Sheet pan chicken fajitas stay crisp when everything is spread in a single layer and not overcrowded. Bake at 400–425°F so the ingredients roast instead of steam. For best results, use a large sheet pan and avoid piling ingredients.
Can I make sheet pan chicken fajitas ahead of time?
Yes, sheet pan chicken fajitas can be prepped ahead by slicing and seasoning the ingredients up to 24 hours in advance. Store them in the refrigerator and bake when ready. This can even improve flavor as the seasoning has time to absorb.
How long do sheet pan chicken fajitas last in the fridge?

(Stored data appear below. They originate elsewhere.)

//! Stored procedure and function models.

use crate::models::identifier::quote_qualified;
use crate::models::types::SimpleType;
use serde::{Deserialize, Serialize};

/// Direction of a routine parameter as reported by `PARAMETER_MODE`.
#[derive(Debug, Clone, Copy, PartialEq, Eq, Default, Serialize, Deserialize)]
#[serde(rename_all = "UPPERCASE")]
pub enum ParamDirection {
    #[default]
    In,
    Out,
    #[serde(alias = "IN_OUT")]
    InOut,
}

impl ParamDirection {
    pub fn parse(s: &str) -> Self {
        match s.trim().to_uppercase().as_str() {
            "OUT" => Self::Out,
            "INOUT" | "IN_OUT" => Self::InOut,
            _ => Self::In,
        }
    }

    /// Whether the backend writes a value back through this parameter.
    pub fn is_output(&self) -> bool {
        matches!(self, Self::Out | Self::InOut)
    }
}

impl std::fmt::Display for ParamDirection {
    fn fmt(&self, f: &mut std::fmt::Formatter<'_>) -> std::fmt::Result {
        match self {
            Self::In => write!(f, "IN"),
            Self::Out => write!(f, "OUT"),
            Self::InOut => write!(f, "INOUT"),
        }
    }
}

#[derive(Debug, Clone, PartialEq, Serialize, Deserialize)]
pub struct ParameterSchema {
    /// Name without the leading `@`
    pub name: String,
    pub position: u32,
    #[serde(rename = "param_type", default)]
    pub direction: ParamDirection,
    #[serde(rename = "type")]
    pub simple_type: SimpleType,
    pub db_type: String,
    /// Declared character length; `-1` means `(max)`
    #[serde(default, skip_serializing_if = "Option::is_none")]
    pub length: Option<i32>,
    #[serde(default, skip_serializing_if = "Option::is_none")]
    pub precision: Option<u32>,
    #[serde(default, skip_serializing_if = "Option::is_none")]
    pub scale: Option<u32>,
}

impl ParameterSchema {
    /// Create a parameter. A leading `@` added by some drivers is stripped.
    pub fn new(
        name: &str,
        position: u32,
        direction: ParamDirection,
        db_type: impl Into<String>,
        simple_type: SimpleType,
    ) -> Self {
        Self {
            name: name.trim_start_matches('@').to_string(),
            position,
            direction,
            simple_type,
            db_type: db_type.into(),
            length: None,
            precision: None,
            scale: None,
        }
    }

    /// Set the declared character length.
    pub fn with_length(mut self, length: i32) -> Self {
        self.length = Some(length);
        self
    }

    /// Length clause for a variable declaration, e.g. `(50)` or `(max)`.
    pub fn length_clause(&self) -> Option<String> {
        match self.length? {
            -1 => Some("(max)".to_string()),
            n if n > 0 => Some(format!("({})", n)),
            _ => None,
        }
    }
}

#[derive(Debug, Clone, Copy, PartialEq, Eq, Serialize, Deserialize)]
#[serde(rename_all = "snake_case")]
pub enum RoutineKind {
    Procedure,
    Function,
}

impl RoutineKind {
    /// Value of `INFORMATION_SCHEMA.ROUTINES.ROUTINE_TYPE`.
    pub fn catalog_type(&self) -> &'static str {
        match self {
            Self::Procedure => "PROCEDURE",
            Self::Function => "FUNCTION",
        }
    }
}

#[derive(Debug, Clone, PartialEq, Serialize, Deserialize)]
pub struct RoutineSchema {
    pub kind: RoutineKind,
    #[serde(default)]
    pub schema_name: String,
    pub resource_name: String,
    #[serde(default)]
    pub name: String,
    #[serde(default)]
    pub quoted_name: String,
    /// Abstract return type for functions; `None` for procedures and `void`
    #[serde(default, skip_serializing_if = "Option::is_none")]
    pub return_type: Option<SimpleType>,
    #[serde(default)]
    pub parameters: Vec<ParameterSchema>,
}

impl RoutineSchema {
    /// Create a routine. The display name defaults to the bare name.
    pub fn new(kind: RoutineKind, schema_name: impl Into<String>, resource_name: impl Into<String>) -> Self {
        let schema_name = schema_name.into();
        let resource_name = resource_name.into();
        Self {
            kind,
            quoted_name: quote_qualified(&schema_name, &resource_name),
            name: resource_name.clone(),
            schema_name,
            resource_name,
            return_type: None,
            parameters: Vec::new(),
        }
    }

    /// Set the display name.
    pub fn with_name(mut self, name: impl Into<String>) -> Self {
        self.name = name.into();
        self
    }

    /// Set the return type.
    pub fn with_return_type(mut self, return_type: SimpleType) -> Self {
        self.return_type = Some(return_type);
        self
    }

    /// Add a parameter.
    pub fn with_parameter(mut self, parameter: ParameterSchema) -> Self {
        self.parameters.push(parameter);
        self
    }

    /// Fill derived names missing from deserialized input and strip `@` from
    /// parameter names.
    pub fn normalized(mut self) -> Self {
        for param in &mut self.parameters {
            if let Some(name) = param.name.strip_prefix('@') {
                param.name = name.to_string();
            }
        }
        if self.name.is_empty() {
            self.name = self.resource_name.clone();
        }
        if self.quoted_name.is_empty() {
            self.quoted_name = quote_qualified(&self.schema_name, &self.resource_name);
        }
        self
    }

    pub fn is_table_valued(&self) -> bool {
        self.return_type == Some(SimpleType::Table)
    }
}

#[cfg(test)]
mod tests {
    use super::*;

    #[test]
    fn test_parameter_strips_sigil() {
        let p = ParameterSchema::new("@total", 1, ParamDirection::Out, "int", SimpleType::Integer);
        assert_eq!(p.name, "total");
        assert!(p.direction.is_output());
    }

    #[test]
    fn test_length_clause() {
        let p = ParameterSchema::new("name", 1, ParamDirection::In, "nvarchar", SimpleType::String);
        assert_eq!(p.clone().with_length(50).length_clause().as_deref(), Some("(50)"));
        assert_eq!(p.clone().with_length(-1).length_clause().as_deref(), Some("(max)"));
        assert_eq!(p.with_length(0).length_clause(), None);
    }

    #[test]
    fn test_direction_parse() {
        assert_eq!(ParamDirection::parse("INOUT"), ParamDirection::InOut);
        assert_eq!(ParamDirection::parse("out"), ParamDirection::Out);
        assert_eq!(ParamDirection::parse("IN"), ParamDirection::In);
        assert_eq!(ParamDirection::InOut.to_string(), "INOUT");
    }

    #[test]
    fn test_routine_names() {
        let r = RoutineSchema::new(RoutineKind::Function, "dbo", "calc");
        assert_eq!(r.quoted_name, "[dbo].[calc]");
        assert_eq!(RoutineKind::Procedure.catalog_type(), "PROCEDURE");

        let r = RoutineSchema::new(RoutineKind::Procedure, "", "cleanup");
        assert_eq!(r.quoted_name, "[cleanup]");
    }

    #[test]
    fn test_routine_deserialize_normalizes() {
        let r: RoutineSchema = serde_json::from_str(
            r#"{"kind":"procedure","schema_name":"dbo","resource_name":"get_user",
                "parameters":[{"name":"@id","position":1,"param_type":"IN","type":"integer","db_type":"int"}]}"#,
        )
        .unwrap();
        let r = r.normalized();
        assert_eq!(r.quoted_name, "[dbo].[get_user]");
        assert_eq!(r.name, "get_user");
        assert_eq!(r.parameters[0].direction, ParamDirection::In);
        assert_eq!(r.parameters[0].name, "id");
    }
}
/// Caller-supplied column description, the input of the DDL pipeline.
///
/// `data_type` holds either an abstract tag (`string`, `id`, ...) or a native
/// type name, which is passed through untouched by the translator.
#[derive(Debug, Clone, Default, PartialEq, Serialize, Deserialize)]
pub struct ColumnSpec {
    #[serde(default)]
    pub name: String,
    #[serde(rename = "type", default)]
    pub data_type: String,
    #[serde(default, skip_serializing_if = "Option::is_none")]
    pub length: Option<u32>,
    #[serde(default, skip_serializing_if = "Option::is_none")]
    pub size: Option<u32>,
    #[serde(default, skip_serializing_if = "Option::is_none")]
    pub precision: Option<u32>,
    #[serde(default, skip_serializing_if = "Option::is_none")]
    pub scale: Option<u32>,
    /// Alias of `scale` accepted for decimal types
    #[serde(default, skip_serializing_if = "Option::is_none")]
    pub decimals: Option<u32>,
    #[serde(default, skip_serializing_if = "Option::is_none")]
    pub default: Option<DefaultValue>,
    #[serde(default, deserialize_with = "loose_bool")]
    pub allow_null: bool,
    #[serde(default, deserialize_with = "loose_bool")]
    pub auto_increment: bool,
    #[serde(default, deserialize_with = "loose_bool")]
    pub is_primary_key: bool,
    #[serde(default, deserialize_with = "loose_bool")]
    pub is_unique: bool,
    #[serde(default, deserialize_with = "loose_bool")]
    pub is_foreign_key: bool,
    #[serde(default, deserialize_with = "loose_bool")]
    pub fixed_length: bool,
    #[serde(default, deserialize_with = "loose_bool")]
    pub supports_multibyte: bool,
    /// Display clause appended to the native type, e.g. `(max)` or `(10,2)`
    #[serde(default, skip_serializing_if = "Option::is_none")]
    pub type_extras: Option<String>,
    #[serde(default, skip_serializing_if = "Option::is_none")]
    pub ref_table: Option<String>,
    #[serde(default, skip_serializing_if = "Option::is_none")]
    pub ref_field: Option<String>,
}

Sheet pan chicken fajitas last up to 4 days in an airtight container in the refrigerator. Reheat in a skillet or oven at 375°F until warmed through to maintain texture.
Can I freeze sheet pan chicken fajitas?
Yes, sheet pan chicken fajitas can be frozen for up to 2 months. Store in freezer-safe containers and thaw overnight before reheating. The vegetables may soften slightly after freezing.
Can I use chicken thighs instead of chicken breasts?
Yes, sheet pan chicken fajitas can be made with chicken thighs, which are juicier and more flavorful. Cook at the same temperature but allow a few extra minutes until the internal temperature reaches 165°F.